Sarah se había esfumado, por lo visto, con su nuevo rollo. Me pregunté si a él no le importaría que ella fuera tan facilona.

Dudaste un instante, aunque seguías mirándome. A continuación te encogiste de hombros y me diste la mano. El bar estaba abarrotado, y yo me abrí paso a empujones, sujetándote con fuerza para no perderte. Tus ganas de acompañarme me excitaron y me decepcionaron: no podía evitar preguntarme cuántas veces habrías hecho lo mismo y con quién.

Salimos disparados de la sauna de aire caliente del Ice Bar a la calle, y tú temblaste con el impacto del frío.

—¿No has traído abrigo?

Negaste con la cabeza, y yo me quité la chaqueta para ponértela sobre los hombros mientras nos dirigíamos hacia el coche. Me sonreíste con agradecimiento y yo también sentí calidez.

—¿Puedes conducir?

—Estoy bien —me limité a decir. Avanzamos en silencio durante bastante tiempo. Se te había subido la falda al sentarte. Alargué la mano izquierda para colocarla sobre tu rodilla y fui tocándote con los dedos la cara interna del muslo. Tú moviste la pierna: no fue más que un milímetro, pero lo suficiente para que mi mano se quedara en tu rótula en lugar de en el muslo.

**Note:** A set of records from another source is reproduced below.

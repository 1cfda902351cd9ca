#![forbid(unsafe_code)]

//! Subscriber setup for hosts that do not bring their own.
//!
//! The filter comes from `FEEDNAV_LOG` (standard `EnvFilter` directives) and
//! falls back to `info`. Installing twice is harmless: the second call
//! reports [`LoggingError::AlreadyInstalled`] and leaves the first in place.

use thiserror::Error;
use tracing_subscriber::EnvFilter;

/// Environment variable holding the filter directives.
pub const LOG_ENV: &str = "FEEDNAV_LOG";

#[derive(Debug, Error)]
pub enum LoggingError {
    #[error("a global tracing subscriber is already installed")]
    AlreadyInstalled,
}

fn filter() -> EnvFilter {
    EnvFilter::try_from_env(LOG_ENV).unwrap_or_else(|_| EnvFilter::new("info"))
}

/// One JSON object per event, for log shipping.
pub fn init_json() -> Result<(), LoggingError> {
    tracing_subscriber::fmt()
        .json()
        .with_env_filter(filter())
        .with_current_span(true)
        .try_init()
        .map_err(|_| LoggingError::AlreadyInstalled)
}

/// Human-readable output for local development.
pub fn init_pretty() -> Result<(), LoggingError> {
    tracing_subscriber::fmt()
        .with_env_filter(filter())
        .with_target(false)
        .try_init()
        .map_err(|_| LoggingError::AlreadyInstalled)
}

—Esta noche estás preciosa.

—¿De verdad lo crees? Gracias.

Retiré la mano para cambiar de marcha. Al volver a colocarla sobre tu pierna, la deslicé unos centímetros más arriba, y acaricié con delicadeza tu piel. Esa vez no te moviste.

Ya en mi casa, te pusiste a dar vueltas por el salón mientras cogías objetos para observarlos. Resultaba desconcertante, y preparé el café tan rápido como pude. De todas formas era un ritual sin sentido, ninguno de los dos quería tomar nada, aunque tú dijeras que sí. Coloqué las tazas sobre la mesa de cristal y tú te sentaste junto a mí en el sofá, mirándome de medio lado. Te coloqué el pelo por detrás de las orejas y dejé las manos a ambos lados de tu cara durante un rato, antes de besarte. Tu reacción fue inmediata, tu lengua exploraba mi boca y tus manos me acariciaban la espalda y los hombros. Te empujé con delicadeza hacia atrás, mientras seguía besándote, hasta que te quedaste tumbada debajo de mí. Sentí que tus piernas rodeaban las mías: resultaba muy agradable estar con alguien de reacciones tan inmediatas. Marie podía mostrarse tan poco entusiasta en tantas ocasiones que era como si estuviera del todo ausente; su cuerpo experimentaba los movimientos, pero su mente estaba en otra parte.

Deslicé la mano pierna arriba y palpé la tersura de la cara interior de tus muslos blandos. Acaricié con las yemas el raso, entonces alejaste tu boca de la mía y te incorporaste sobre el sofá, alejándote de mi mano.

—Ve más despacio —me dijiste, pero tu sonrisa me indicaba que no hablabas en serio.

—No puedo hacerlo —dije—. Eres tan increíble que no puedo contenerme.

Afloró un rubor rosado en tus mejillas. Me apoyé en un brazo y con el otro te levanté la falda hasta la cintura.

Muy despacio, pasé un dedo sobre la goma elástica de tus bragas.

—Yo no…

—Calla —dije, y te besé—. No lo estropees. Eres una niña maravillosa, Jennifer. Me pones muy cachondo.

Tú también me besaste y dejaste de fingir. Lo deseabas tanto como yo.